TASK BRIEF -> Work out how many lines in the records contain the word "failed", and give that number alone.

RECORDS FOR THIS TASK ->
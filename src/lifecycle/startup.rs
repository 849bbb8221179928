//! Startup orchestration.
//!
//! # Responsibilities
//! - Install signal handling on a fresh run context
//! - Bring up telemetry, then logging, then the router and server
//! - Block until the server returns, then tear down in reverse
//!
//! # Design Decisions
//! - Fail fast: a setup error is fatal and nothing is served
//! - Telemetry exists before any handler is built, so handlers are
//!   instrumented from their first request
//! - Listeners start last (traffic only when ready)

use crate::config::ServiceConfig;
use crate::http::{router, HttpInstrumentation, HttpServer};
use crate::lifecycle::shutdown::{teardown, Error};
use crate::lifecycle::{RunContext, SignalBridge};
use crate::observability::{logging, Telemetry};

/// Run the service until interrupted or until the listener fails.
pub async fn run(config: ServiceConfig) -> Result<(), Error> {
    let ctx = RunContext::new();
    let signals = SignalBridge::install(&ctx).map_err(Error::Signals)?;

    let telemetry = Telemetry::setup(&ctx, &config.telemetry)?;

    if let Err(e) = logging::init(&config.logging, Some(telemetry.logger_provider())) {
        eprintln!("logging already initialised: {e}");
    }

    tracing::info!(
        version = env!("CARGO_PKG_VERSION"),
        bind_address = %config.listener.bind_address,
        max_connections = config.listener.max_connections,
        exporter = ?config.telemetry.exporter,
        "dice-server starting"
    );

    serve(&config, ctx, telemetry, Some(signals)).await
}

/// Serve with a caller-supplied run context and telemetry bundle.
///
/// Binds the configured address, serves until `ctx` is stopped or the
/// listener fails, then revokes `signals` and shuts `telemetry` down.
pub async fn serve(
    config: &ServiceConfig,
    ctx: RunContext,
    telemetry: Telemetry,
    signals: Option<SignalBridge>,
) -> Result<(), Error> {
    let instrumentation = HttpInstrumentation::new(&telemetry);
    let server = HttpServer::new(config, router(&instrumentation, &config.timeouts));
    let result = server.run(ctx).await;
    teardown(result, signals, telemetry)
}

* * *

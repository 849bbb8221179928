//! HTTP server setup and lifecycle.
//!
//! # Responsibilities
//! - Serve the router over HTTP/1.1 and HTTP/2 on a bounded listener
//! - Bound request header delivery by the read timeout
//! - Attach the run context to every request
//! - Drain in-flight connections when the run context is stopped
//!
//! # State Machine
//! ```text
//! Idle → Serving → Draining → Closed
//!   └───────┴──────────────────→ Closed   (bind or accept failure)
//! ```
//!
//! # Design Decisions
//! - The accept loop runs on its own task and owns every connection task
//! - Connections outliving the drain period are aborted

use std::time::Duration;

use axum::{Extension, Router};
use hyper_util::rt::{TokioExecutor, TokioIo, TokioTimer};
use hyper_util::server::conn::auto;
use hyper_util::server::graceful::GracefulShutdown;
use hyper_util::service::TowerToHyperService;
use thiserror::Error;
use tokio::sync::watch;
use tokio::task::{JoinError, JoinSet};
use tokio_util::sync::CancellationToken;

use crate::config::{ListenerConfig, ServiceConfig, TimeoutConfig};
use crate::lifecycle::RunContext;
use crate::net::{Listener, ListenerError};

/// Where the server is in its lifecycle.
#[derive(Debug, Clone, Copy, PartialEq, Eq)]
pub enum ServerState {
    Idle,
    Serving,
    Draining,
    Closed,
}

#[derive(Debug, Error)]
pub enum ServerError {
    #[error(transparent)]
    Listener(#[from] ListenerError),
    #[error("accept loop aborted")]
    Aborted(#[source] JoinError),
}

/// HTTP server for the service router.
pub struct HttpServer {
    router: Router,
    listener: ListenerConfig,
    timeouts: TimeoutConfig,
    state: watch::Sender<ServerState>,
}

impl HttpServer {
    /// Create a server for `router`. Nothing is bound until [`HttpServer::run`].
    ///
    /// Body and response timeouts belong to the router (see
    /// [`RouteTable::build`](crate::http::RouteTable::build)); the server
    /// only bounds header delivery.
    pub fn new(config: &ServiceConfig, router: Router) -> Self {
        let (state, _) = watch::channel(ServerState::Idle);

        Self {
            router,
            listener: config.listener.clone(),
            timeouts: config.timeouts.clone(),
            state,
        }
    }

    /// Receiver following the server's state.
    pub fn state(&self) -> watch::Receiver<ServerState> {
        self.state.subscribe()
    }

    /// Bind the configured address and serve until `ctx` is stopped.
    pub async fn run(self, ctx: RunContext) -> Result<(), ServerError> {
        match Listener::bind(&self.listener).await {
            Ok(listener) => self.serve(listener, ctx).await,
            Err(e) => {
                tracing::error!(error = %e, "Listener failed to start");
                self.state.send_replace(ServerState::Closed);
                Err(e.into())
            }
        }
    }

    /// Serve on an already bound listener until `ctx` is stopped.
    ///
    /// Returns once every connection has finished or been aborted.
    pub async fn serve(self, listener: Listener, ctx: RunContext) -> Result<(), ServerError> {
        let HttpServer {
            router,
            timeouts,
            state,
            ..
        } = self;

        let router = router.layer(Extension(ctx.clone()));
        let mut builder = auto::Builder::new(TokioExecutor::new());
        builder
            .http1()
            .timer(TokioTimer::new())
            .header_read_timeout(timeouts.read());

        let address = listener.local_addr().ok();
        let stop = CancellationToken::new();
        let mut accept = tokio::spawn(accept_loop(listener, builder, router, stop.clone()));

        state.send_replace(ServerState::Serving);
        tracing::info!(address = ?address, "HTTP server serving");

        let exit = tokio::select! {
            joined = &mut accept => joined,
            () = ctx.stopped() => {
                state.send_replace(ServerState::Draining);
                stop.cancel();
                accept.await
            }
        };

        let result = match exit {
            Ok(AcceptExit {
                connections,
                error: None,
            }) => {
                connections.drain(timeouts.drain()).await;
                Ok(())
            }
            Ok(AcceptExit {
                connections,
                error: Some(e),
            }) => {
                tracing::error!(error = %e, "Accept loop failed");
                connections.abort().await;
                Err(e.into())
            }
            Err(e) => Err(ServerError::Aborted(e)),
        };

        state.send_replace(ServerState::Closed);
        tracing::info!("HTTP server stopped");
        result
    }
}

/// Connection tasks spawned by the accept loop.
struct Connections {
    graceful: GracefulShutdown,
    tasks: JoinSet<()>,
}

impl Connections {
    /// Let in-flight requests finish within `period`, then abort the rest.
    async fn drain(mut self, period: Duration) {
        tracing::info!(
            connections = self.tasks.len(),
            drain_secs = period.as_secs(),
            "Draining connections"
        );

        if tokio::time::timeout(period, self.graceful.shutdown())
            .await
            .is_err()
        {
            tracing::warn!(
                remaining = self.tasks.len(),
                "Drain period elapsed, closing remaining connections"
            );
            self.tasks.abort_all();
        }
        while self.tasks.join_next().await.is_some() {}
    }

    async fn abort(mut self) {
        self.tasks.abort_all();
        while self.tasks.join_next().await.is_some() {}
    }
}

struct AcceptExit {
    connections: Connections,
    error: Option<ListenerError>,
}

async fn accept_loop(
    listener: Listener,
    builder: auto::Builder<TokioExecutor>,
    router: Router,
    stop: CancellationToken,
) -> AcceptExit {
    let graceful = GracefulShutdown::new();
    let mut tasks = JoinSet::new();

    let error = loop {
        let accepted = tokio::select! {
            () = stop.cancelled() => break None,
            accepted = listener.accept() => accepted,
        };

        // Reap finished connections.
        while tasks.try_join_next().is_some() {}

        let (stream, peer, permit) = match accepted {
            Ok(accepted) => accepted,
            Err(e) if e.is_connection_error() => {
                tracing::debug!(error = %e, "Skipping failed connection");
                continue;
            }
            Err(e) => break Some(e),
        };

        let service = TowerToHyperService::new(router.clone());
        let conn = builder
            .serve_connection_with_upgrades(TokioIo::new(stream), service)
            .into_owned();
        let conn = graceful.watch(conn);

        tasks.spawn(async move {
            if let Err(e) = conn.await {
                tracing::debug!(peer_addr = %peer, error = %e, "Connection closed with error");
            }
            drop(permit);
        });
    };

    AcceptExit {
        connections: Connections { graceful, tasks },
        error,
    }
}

...

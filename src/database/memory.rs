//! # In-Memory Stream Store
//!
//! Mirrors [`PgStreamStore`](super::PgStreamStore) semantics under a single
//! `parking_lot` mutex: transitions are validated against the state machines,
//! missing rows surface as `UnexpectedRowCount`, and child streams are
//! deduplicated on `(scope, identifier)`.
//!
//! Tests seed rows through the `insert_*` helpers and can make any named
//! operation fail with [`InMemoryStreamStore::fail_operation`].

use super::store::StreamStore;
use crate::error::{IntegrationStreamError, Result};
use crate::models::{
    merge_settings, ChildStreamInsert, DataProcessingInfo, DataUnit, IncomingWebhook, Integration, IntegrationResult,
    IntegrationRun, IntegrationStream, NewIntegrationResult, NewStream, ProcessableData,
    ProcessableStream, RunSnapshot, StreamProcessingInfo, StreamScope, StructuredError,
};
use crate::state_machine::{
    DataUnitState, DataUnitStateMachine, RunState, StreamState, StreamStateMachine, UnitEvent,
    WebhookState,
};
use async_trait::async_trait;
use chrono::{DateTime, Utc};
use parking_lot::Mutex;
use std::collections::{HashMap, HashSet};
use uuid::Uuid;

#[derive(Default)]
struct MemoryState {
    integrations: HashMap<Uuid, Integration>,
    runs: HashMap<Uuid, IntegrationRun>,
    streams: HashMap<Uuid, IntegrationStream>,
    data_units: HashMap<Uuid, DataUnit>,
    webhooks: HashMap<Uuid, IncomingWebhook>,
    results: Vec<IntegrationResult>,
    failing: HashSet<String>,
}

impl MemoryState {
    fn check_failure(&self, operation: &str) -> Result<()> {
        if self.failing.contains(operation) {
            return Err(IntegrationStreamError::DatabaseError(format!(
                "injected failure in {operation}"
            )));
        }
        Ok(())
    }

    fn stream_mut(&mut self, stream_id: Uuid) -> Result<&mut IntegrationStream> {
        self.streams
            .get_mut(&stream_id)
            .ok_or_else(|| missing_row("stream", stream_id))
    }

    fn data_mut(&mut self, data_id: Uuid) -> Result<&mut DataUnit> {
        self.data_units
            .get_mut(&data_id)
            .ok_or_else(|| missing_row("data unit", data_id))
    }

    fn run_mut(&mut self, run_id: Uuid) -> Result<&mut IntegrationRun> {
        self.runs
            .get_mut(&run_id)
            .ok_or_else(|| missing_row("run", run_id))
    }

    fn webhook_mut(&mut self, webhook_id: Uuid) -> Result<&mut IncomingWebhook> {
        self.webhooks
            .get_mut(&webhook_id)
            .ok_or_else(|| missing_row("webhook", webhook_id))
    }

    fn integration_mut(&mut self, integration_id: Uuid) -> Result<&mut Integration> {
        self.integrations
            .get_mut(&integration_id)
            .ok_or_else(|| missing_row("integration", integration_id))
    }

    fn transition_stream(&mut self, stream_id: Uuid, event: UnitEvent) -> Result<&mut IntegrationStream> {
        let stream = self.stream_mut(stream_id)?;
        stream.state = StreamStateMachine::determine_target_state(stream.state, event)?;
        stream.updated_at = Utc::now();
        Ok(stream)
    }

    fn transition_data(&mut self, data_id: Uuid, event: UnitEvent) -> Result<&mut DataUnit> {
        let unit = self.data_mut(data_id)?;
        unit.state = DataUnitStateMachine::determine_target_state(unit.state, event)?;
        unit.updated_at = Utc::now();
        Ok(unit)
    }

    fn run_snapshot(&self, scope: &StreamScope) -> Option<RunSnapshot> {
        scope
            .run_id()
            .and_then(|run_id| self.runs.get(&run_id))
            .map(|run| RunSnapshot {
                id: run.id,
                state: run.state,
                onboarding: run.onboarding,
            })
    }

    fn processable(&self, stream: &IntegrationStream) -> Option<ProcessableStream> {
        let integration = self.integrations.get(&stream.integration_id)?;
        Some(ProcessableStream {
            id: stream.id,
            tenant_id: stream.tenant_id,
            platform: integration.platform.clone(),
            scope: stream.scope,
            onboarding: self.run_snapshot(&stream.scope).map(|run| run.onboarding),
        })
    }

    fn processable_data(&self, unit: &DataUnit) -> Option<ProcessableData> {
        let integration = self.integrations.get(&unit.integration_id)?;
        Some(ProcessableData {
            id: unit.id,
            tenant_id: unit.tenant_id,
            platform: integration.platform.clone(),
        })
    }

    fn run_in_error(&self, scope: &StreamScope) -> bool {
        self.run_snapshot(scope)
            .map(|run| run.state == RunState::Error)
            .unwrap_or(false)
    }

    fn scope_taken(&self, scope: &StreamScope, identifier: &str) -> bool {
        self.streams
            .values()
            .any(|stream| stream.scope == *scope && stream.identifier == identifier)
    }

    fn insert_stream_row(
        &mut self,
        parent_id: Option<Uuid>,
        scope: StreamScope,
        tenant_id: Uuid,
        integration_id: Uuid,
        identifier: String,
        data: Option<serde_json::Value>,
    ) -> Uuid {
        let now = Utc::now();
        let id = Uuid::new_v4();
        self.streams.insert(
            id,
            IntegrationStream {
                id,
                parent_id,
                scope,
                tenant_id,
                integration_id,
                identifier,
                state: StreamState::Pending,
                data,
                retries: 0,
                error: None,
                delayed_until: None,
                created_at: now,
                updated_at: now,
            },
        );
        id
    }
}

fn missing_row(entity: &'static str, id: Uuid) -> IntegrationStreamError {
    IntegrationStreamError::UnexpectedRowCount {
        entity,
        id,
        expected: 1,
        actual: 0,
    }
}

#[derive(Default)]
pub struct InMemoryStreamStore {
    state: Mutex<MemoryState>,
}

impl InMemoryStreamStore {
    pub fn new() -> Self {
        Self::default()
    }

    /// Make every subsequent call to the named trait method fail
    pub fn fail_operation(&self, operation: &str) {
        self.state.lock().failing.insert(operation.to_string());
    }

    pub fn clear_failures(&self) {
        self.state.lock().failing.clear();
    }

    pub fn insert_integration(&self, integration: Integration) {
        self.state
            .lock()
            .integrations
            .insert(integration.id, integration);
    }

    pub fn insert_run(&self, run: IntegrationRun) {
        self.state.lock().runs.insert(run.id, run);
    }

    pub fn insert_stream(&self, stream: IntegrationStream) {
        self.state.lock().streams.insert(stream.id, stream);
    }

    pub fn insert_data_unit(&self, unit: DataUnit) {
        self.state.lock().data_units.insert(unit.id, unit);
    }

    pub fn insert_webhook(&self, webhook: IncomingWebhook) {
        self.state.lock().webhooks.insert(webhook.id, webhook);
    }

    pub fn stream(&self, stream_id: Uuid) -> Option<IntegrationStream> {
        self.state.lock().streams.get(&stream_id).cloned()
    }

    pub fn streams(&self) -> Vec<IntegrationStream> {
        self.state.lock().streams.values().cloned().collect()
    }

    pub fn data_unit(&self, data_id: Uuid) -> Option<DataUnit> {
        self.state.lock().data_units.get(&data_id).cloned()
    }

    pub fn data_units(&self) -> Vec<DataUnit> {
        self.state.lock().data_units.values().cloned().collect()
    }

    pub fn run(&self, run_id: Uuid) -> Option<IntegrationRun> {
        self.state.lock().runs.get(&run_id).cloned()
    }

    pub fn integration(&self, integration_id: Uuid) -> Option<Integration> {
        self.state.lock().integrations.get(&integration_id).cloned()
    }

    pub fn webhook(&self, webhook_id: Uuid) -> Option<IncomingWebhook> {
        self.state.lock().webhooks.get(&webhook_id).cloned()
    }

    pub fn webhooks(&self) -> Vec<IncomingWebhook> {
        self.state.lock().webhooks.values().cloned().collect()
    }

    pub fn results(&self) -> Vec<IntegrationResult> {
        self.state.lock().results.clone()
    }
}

WRITTEN RESPONSE -> 3